She did not put the tree up until a few days before and then it came down the next day.


----------



## Adelais

sczinger said:


> She did not put the tree up until a few days before and then it came down the next day.


That is weird. Who puts up the tree a few days before and takes it down the day after Christmas.


----------



## Wolf1974

This is a marathon not a sprint. Don’t worry my friend this does get easier


----------



## Marc878

sczinger said:


> She did not put the tree up until a few days before and then it came down the next day.


Translation: the grass wasn't Greener like I thought. I only screwed him for a couple months or so.

I know you can get over this and take me back and we'll rug sweep this.

The next time I cheat I promise I'll hide it better so you don't find out.

I really chose you. It was always you. A girl just needs a little strange every now and then.

I know you'll understand xoxoxoxo. Let me know when I can move back in.


----------



## Decorum

I would hold out for snot bubbles before you dash her hopes, those are a preneial favorite here!


----------



## sczinger

Snot bubbles... That's funny. I still need to go to the garage and pull all the ornaments out. I'm not going to go through them. Anything of mine was given to me by her or her parents(whom I adore). I'll just let her have them all... I have no need for them or any memory they may trigger...


----------



## GusPolinski

“Well I looked but couldn’t find them. Must have thrown them out along with everything else that you left.”


----------



## Blondilocks

Decorum said:


> I would hold out for snot bubbles before you dash her hopes, those are a preneial favorite here!


I actually had to google 'preneial' only to discover that you might have meant 'perennial'. Dang, thought I was going to learn a new word.:grin2:


----------



## BarbedFenceRider

Hang tight....Don't fall for the holiday sh!t test...


----------



## sczinger

BarbedFenceRider said:


> Hang tight....Don't fall for the holiday sh!t test...


What is the holiday **** test? That sounds horrible. LOL.


----------



## BarbedFenceRider

Thanksgiving, Christmas, New Years....Pining for the ole' days. Melancholic look back to all that was lost. When you mentioned she wanted the "decorations" back, it sent off warning bells.


----------



## Andy1001

Blondilocks said:


> I actually had to google 'preneial' only to discover that you might have meant 'perennial'. Dang, thought I was going to learn a new word.:grin2:


Preneial is a perfectly cromulent word.
Or is it an antonym?


----------



## sczinger

BarbedFenceRider said:


> Thanksgiving, Christmas, New Years....Pining for the ole' days. Melancholic look back to all that was lost. When you mentioned she wanted the "decorations" back, it sent off warning bells.


Oh. Her pining or me? Certainly not me. I'm done with useless anniversaries....


----------



## Blondilocks

Andy1001 said:


> Preneial is a perfectly cromulent word.
> Or is it an antonym?


Cromulent is supposed to be an adjective that was coined by someone else who couldn't spell. We'll just blame it on the word filter.


----------



## Andy1001

Blondilocks said:


> Cromulent is supposed to be an adjective that was coined by someone else who couldn't spell. We'll just blame it on the word filter.


Lol.In an episode of the Simpson’s one of the school teachers hears the word “embiggens” used in a film being shown to the kids.She said to her colleague that she had never heard that word until she came to Springfield,the town the series is set.
The colleague says “it’s a perfectly cromulent word”.That was the first use of cromulent lol.
The word has now entered the 21st century dictionary as an adjective meaning acceptable.
I have lots of very important information like that stuck in my head.🤯


----------



## Chuck71

sczinger said:


> Oh. Her pining or me? Certainly not me. I'm done with useless anniversaries....


She is sending out feelers to view your reaction. You didn't bite....great job! Don't be shocked

if she shows up at your door unannounced....late at night with a trench coat and nothing under.....
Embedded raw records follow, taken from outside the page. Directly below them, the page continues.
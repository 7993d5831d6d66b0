//! All configured devices, and the connections using them.

use std::{
    collections::BTreeMap,
    path::{Path, PathBuf},
    sync::Arc,
};

use chrono::Utc;
use futures::future::join_all;
use itertools::Itertools;
use tokio::sync::{Mutex, RwLock};
use tracing::{debug, debug_span, info, Instrument};

use crate::{
    actions::Action,
    config::{devices::read_devices, Settings},
    connection::ConnectionId,
    device::Device,
    error::{Error, Result},
    named_lock::NamedLocks,
};

/// Owns the devices, and routes actions to them.
#[derive(Debug)]
pub struct DeviceManager {
    conf_file: PathBuf,
    tap_capacity: usize,

    /// One lock per device name, outliving reloads.
    locks: NamedLocks,

    devices: RwLock<BTreeMap<String, Arc<Device>>>,

    /// Open connections and their names.
    connections: Mutex<BTreeMap<ConnectionId, String>>,
}

impl DeviceManager {
    /// A manager without devices.
    /// `conf_file` is read on [`DeviceManager::reload`].
    pub fn new(conf_file: impl Into<PathBuf>, tap_capacity: usize) -> Self {
        Self {
            conf_file: conf_file.into(),
            tap_capacity,
            locks: NamedLocks::new(),
            devices: RwLock::default(),
            connections: Mutex::default(),
        }
    }

    /// A manager set up and loaded as the settings say.
    pub async fn from_settings(settings: &Settings) -> Result<Self> {
        let manager = Self::new(&settings.devices, settings.log_tap_capacity);
        manager.reload().await?;

        Ok(manager)
    }

    /// Replace all devices by the ones in the given file.
    ///
    /// Nothing changes if the file can not be read or has any error.
    /// Devices which are replaced are closed.
    pub async fn read_conf(&self, path: &Path) -> Result<()> {
        info!(?path, "Reading configuration file");
        let entries = read_devices(path).await?;

        let devices: BTreeMap<_, _> = entries
            .into_iter()
            .map(|entry| {
                let serial = self.locks.acquire(&entry.name);
                let name = entry.name.clone();
                (name, Arc::new(Device::new(entry, serial, self.tap_capacity)))
            })
            .collect();
        info!("{} devices configured", devices.len());

        let old = std::mem::replace(&mut *self.devices.write().await, devices);

        join_all(old.values().map(|device| device.shutdown())).await;

        Ok(())
    }

    /// Read the configuration file again.
    pub async fn reload(&self) -> Result<()> {
        self.read_conf(&self.conf_file).await
    }

    /// The names of all devices, sorted.
    pub async fn device_names(&self) -> Vec<String> {
        self.devices.read().await.keys().cloned().collect()
    }

    async fn device(&self, name: &str) -> Result<Arc<Device>> {
        if name.is_empty() {
            return Err(Error::BadUsage("empty device".into()));
        }

        self.devices
            .read()
            .await
            .get(name)
            .cloned()
            .ok_or_else(|| Error::NoSuchDevice(name.to_owned()))
    }

    async fn all_devices(&self) -> Vec<Arc<Device>> {
        self.devices.read().await.values().cloned().collect()
    }

    /// A connection was opened.
    pub async fn conn_open(&self, conn: ConnectionId) {
        debug!(%conn, "Connection opened");
        self.connections
            .lock()
            .await
            .insert(conn, conn.default_name());
    }

    /// A connection was closed.
    /// Releases everything it used and forgets its name.
    pub async fn conn_close(&self, conn: ConnectionId) {
        debug!(%conn, "Connection closed");

        for device in self.all_devices().await {
            device.log_finish(conn).await;
        }
        self.release_all(conn).await;

        self.connections.lock().await.remove(&conn);
    }

    /// Release every device the connection uses.
    pub async fn release_all(&self, conn: ConnectionId) {
        for device in self.all_devices().await {
            match device.release(conn).await {
                Ok(true) => debug!(device = %device.name(), "Closed"),
                Ok(false) => {}
                Err(e) => debug!(device = %device.name(), %e, "Release failed"),
            }
        }
    }

    /// Name a connection.
    /// Names have no whitespace and are unique among open connections.
    pub async fn set_conn_name(&self, conn: ConnectionId, name: &str) -> Result<()> {
        if name.is_empty() || name.contains(char::is_whitespace) {
            return Err(Error::BadUsage(format!("bad connection name: \"{name}\"")));
        }

        let mut connections = self.connections.lock().await;

        if connections
            .iter()
            .any(|(other, other_name)| *other != conn && other_name == name)
        {
            return Err(Error::NameTaken(name.to_owned()));
        }

        connections.insert(conn, name.to_owned());
        Ok(())
    }

    /// The name of a connection.
    pub async fn conn_name(&self, conn: ConnectionId) -> String {
        self.connections
            .lock()
            .await
            .get(&conn)
            .cloned()
            .unwrap_or_else(|| conn.default_name())
    }

    /// Names of all open connections, in the order they were opened.
    pub async fn conn_names(&self) -> Vec<String> {
        self.connections.lock().await.values().cloned().collect()
    }

    /// Perform an action for a connection.
    ///
    /// `target` is the device for device actions, and the argument for others.
    /// `message` is what to send for [`Action::Ask`].
    pub async fn dispatch(
        &self,
        action: &str,
        target: &str,
        message: &str,
        conn: ConnectionId,
    ) -> Result<String> {
        let action: Action = action.parse()?;

        let span = debug_span!("action", %action, %conn, %target);
        let result = self.run(action, target, message, conn).instrument(span).await;

        if let Err(e) = &result {
            debug!(%conn, %action, %target, %e, "Action failed");
        }

        result
    }

    async fn run(
        &self,
        action: Action,
        target: &str,
        message: &str,
        conn: ConnectionId,
    ) -> Result<String> {
        if action.targets_device() {
            let device = self.device(target).await?;

            return match action {
                Action::Ask => device.ask(conn, message).await,
                Action::Use => device.use_by(conn).await.map(|_| String::new()),
                Action::Release => device.release(conn).await.map(|_| String::new()),
                Action::Lock => device.lock(conn).await.map(|()| String::new()),
                Action::Unlock => device.unlock(conn).await.map(|()| String::new()),
                Action::LogStart => {
                    device.log_start(conn).await;
                    Ok(String::new())
                }
                Action::LogFinish => {
                    device.log_finish(conn).await;
                    Ok(String::new())
                }
                Action::LogGet => Ok(device
                    .log_get(conn)
                    .await?
                    .into_iter()
                    .map(|entry| format!("{entry}\n"))
                    .collect()),
                Action::Info => Ok(device.print(conn).await),
                _ => Err(Error::UnknownAction(action.to_string())),
            };
        }

        match action {
            Action::Ping => Ok(String::new()),
            Action::GetTime => {
                let now = Utc::now();
                Ok(format!(
                    "{}.{:06}",
                    now.timestamp(),
                    now.timestamp_subsec_micros()
                ))
            }
            Action::Devices => Ok(lines(self.device_names().await)),
            Action::Reload => self.reload().await.map(|()| String::new()),
            Action::SetConnName => self.set_conn_name(conn, target).await.map(|()| String::new()),
            Action::GetConnName => Ok(self.conn_name(conn).await),
            Action::ListConnNames => Ok(lines(self.conn_names().await)),
            Action::ReleaseAll => {
                self.release_all(conn).await;
                Ok(String::new())
            }
            _ => Err(Error::UnknownAction(action.to_string())),
        }
    }
}

fn lines(items: Vec<String>) -> String {
    items.iter().map(|item| format!("{item}\n")).join("")
}

#[cfg(test)]
mod tests {
    use std::io::Write;

    use pretty_assertions::assert_eq;
    use tempfile::NamedTempFile;

    use super::*;

    const A: ConnectionId = ConnectionId(1);
    const B: ConnectionId = ConnectionId(2);

    fn conf(text: &str) -> NamedTempFile {
        let mut file = NamedTempFile::new().unwrap();
        file.write_all(text.as_bytes()).unwrap();
        file
    }

    async fn manager(file: &NamedTempFile) -> DeviceManager {
        let manager = DeviceManager::new(file.path(), 1024);
        manager.reload().await.unwrap();
        manager
    }

    #[tokio::test]
    async fn end_to_end() {
        let file = conf("dut test\n");
        let m = manager(&file).await;

        assert_eq!(m.dispatch("use", "dut", "", ConnectionId(5)).await.unwrap(), "");
        assert_eq!(
            m.dispatch("ask", "dut", "ping", ConnectionId(5)).await.unwrap(),
            "ping"
        );
        m.dispatch("release", "dut", "", ConnectionId(5)).await.unwrap();
        assert_eq!(
            m.dispatch("ask", "dut", "ping", ConnectionId(5)).await.unwrap(),
            "ping"
        );
    }

    #[tokio::test]
    async fn bad_requests() {
        let file = conf("dut test\n");
        let m = manager(&file).await;

        assert_eq!(
            m.dispatch("open", "dut", "", A).await.unwrap_err(),
            Error::UnknownAction("open".into())
        );
        assert_eq!(
            m.dispatch("ask", "", "x", A).await.unwrap_err(),
            Error::BadUsage("empty device".into())
        );
        assert_eq!(
            m.dispatch("ask", "nope", "x", A).await.unwrap_err(),
            Error::NoSuchDevice("nope".into())
        );
    }

    #[tokio::test]
    async fn server_actions() {
        let file = conf("b test\na test\n");
        let m = manager(&file).await;

        assert_eq!(m.dispatch("ping", "", "", A).await.unwrap(), "");
        assert_eq!(m.dispatch("list", "", "", A).await.unwrap(), "a\nb\n");
        assert_eq!(m.dispatch("devices", "", "", A).await.unwrap(), "a\nb\n");

        let time = m.dispatch("get_time", "", "", A).await.unwrap();
        let (secs, micros) = time.split_once('.').unwrap();
        assert!(secs.parse::<i64>().unwrap() > 1_600_000_000);
        assert_eq!(micros.len(), 6);
    }

    #[tokio::test]
    async fn failed_reload_changes_nothing() {
        let mut file = conf("a test\nb test\n");
        let m = manager(&file).await;

        m.dispatch("use", "a", "", A).await.unwrap();

        file.write_all(b"c test\na test\n").unwrap();
        let err = m.reload().await.unwrap_err().try_into_bad_config().unwrap();
        assert!(err.ends_with("at line 4: duplicated device name: a"), "{err}");

        assert_eq!(m.device_names().await, ["a", "b"]);
        assert!(m.device("a").await.unwrap().is_used_by(A).await);
    }

    #[tokio::test]
    async fn reload_replaces_devices() {
        let file = conf("a test\n");
        let m = manager(&file).await;

        m.dispatch("lock", "a", "", A).await.unwrap();
        let old = m.device("a").await.unwrap();

        std::fs::write(file.path(), "a test\nb test\n").unwrap();
        assert_eq!(m.dispatch("reload", "", "", A).await.unwrap(), "");

        assert_eq!(m.device_names().await, ["a", "b"]);
        assert!(!old.is_open().await);

        // The new device is not locked.
        m.dispatch("ask", "a", "x", B).await.unwrap();
    }

    #[tokio::test]
    async fn closing_connection_releases_devices() {
        let file = conf("a test\nb test\n");
        let m = manager(&file).await;
        m.conn_open(A).await;
        m.conn_open(B).await;

        m.dispatch("lock", "a", "", A).await.unwrap();
        m.dispatch("use", "b", "", A).await.unwrap();
        m.dispatch("log_start", "b", "", A).await.unwrap();
        m.dispatch("use", "b", "", B).await.unwrap();

        m.conn_close(A).await;

        assert!(!m.device("a").await.unwrap().is_open().await);
        assert!(m.device("b").await.unwrap().is_open().await);
        assert_eq!(
            m.dispatch("log_get", "b", "", A).await.unwrap_err(),
            Error::LoggingOff
        );
        m.dispatch("lock", "a", "", B).await.unwrap();
        assert_eq!(m.conn_names().await, ["conn:2"]);
    }

    #[tokio::test]
    async fn closing_connection_drops_taps_on_unused_devices() {
        let file = conf("a test\n");
        let m = manager(&file).await;

        m.dispatch("log_start", "a", "", A).await.unwrap();
        m.conn_close(A).await;

        assert_eq!(
            m.dispatch("log_get", "a", "", A).await.unwrap_err(),
            Error::LoggingOff
        );
    }

    #[tokio::test]
    async fn release_all_keeps_the_name() {
        let file = conf("a test\nb test\n");
        let m = manager(&file).await;
        m.conn_open(A).await;
        m.set_conn_name(A, "alice").await.unwrap();

        m.dispatch("use", "a", "", A).await.unwrap();
        m.dispatch("use", "b", "", A).await.unwrap();
        m.dispatch("release_all", "", "", A).await.unwrap();

        assert!(!m.device("a").await.unwrap().is_open().await);
        assert!(!m.device("b").await.unwrap().is_open().await);
        assert_eq!(m.dispatch("get_conn_name", "", "", A).await.unwrap(), "alice");
    }

    #[tokio::test]
    async fn connection_names() {
        let file = conf("");
        let m = manager(&file).await;
        m.conn_open(A).await;
        m.conn_open(B).await;

        assert_eq!(m.dispatch("get_conn_name", "", "", A).await.unwrap(), "conn:1");

        m.dispatch("set_conn_name", "alice", "", A).await.unwrap();
        assert_eq!(
            m.dispatch("set_conn_name", "alice", "", B).await.unwrap_err(),
            Error::NameTaken("alice".into())
        );
        // Setting your own name again is fine.
        m.dispatch("set_conn_name", "alice", "", A).await.unwrap();
        assert!(matches!(
            m.dispatch("set_conn_name", "", "", B).await,
            Err(Error::BadUsage(_))
        ));

        assert_eq!(
            m.dispatch("list_conn_names", "", "", A).await.unwrap(),
            "alice\nconn:2\n"
        );

        m.conn_close(A).await;
        m.dispatch("set_conn_name", "alice", "", B).await.unwrap();
    }

    #[tokio::test]
    async fn log_get_format() {
        let file = conf("a test\n");
        let m = manager(&file).await;

        m.dispatch("log_start", "a", "", A).await.unwrap();
        m.dispatch("ask", "a", "hi", A).await.unwrap();

        let log = m.dispatch("log_get", "a", "", A).await.unwrap();
        let lines: Vec<&str> = log.lines().collect();
        assert_eq!(lines.len(), 2);

        // "YYYY-MM-DD HH:MM:SS.mmm >> hi"
        assert_eq!(lines[0].len(), 23 + " >> hi".len());
        assert!(lines[0].ends_with(" >> hi"));
        assert!(lines[1].ends_with(" << hi"));
        assert!(log.ends_with('\n'));
    }
}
Send it away. It would bring nothing but regret and pain. Chances are she is a lost person

and her AP went for the hills. Now she wants you back since she is with no one.

You are so much better off without her....


----------



## SunCMars

Blondilocks said:


> Cromulent is supposed to be an adjective that was coined by someone else who couldn't spell. We'll just blame it on the word filter.


I blame mine on nerve flitter or is it flutter?

It affects my hands, they then type 'stuff'.

..........................................................................

OP thought he had this licked. 

Yes he did, but did that 'sometime' in the past.

The after-taste lingers, her after-waste has not dried up and blown away.

I kept this post clean.

Clean can be hard for candied Flutter-Fingers.


----------



## Taxman

Szinger: I had a case a few years back, the divorce was extemely acrimonious as was the affair beforehand. My client was the BH. His ex fell into what I could charitably describe as an abyss. This fog was beyond anything I had seen before. It resembled a disease. The divorce went through, and my client was advised that since there were no ties, financial or otherwise, he could comfortably avoid ever communicating with his ex wife. About a year after the final decree, she texted him. Just a hi. He asked every professional associated with his case what his response should be. He was told that he may as well hear what she had to say. I thought that there were too many instances of extreme emotionality during the divorce process. I told him to exercise exteme caution. He called her. She wanted to meet with him, as she said she had some of his jewellery. He told her to mail it back, but she said it was too valuable to send through the mails. Again, I said, caution. So they met. Turned the divorce on its ear. 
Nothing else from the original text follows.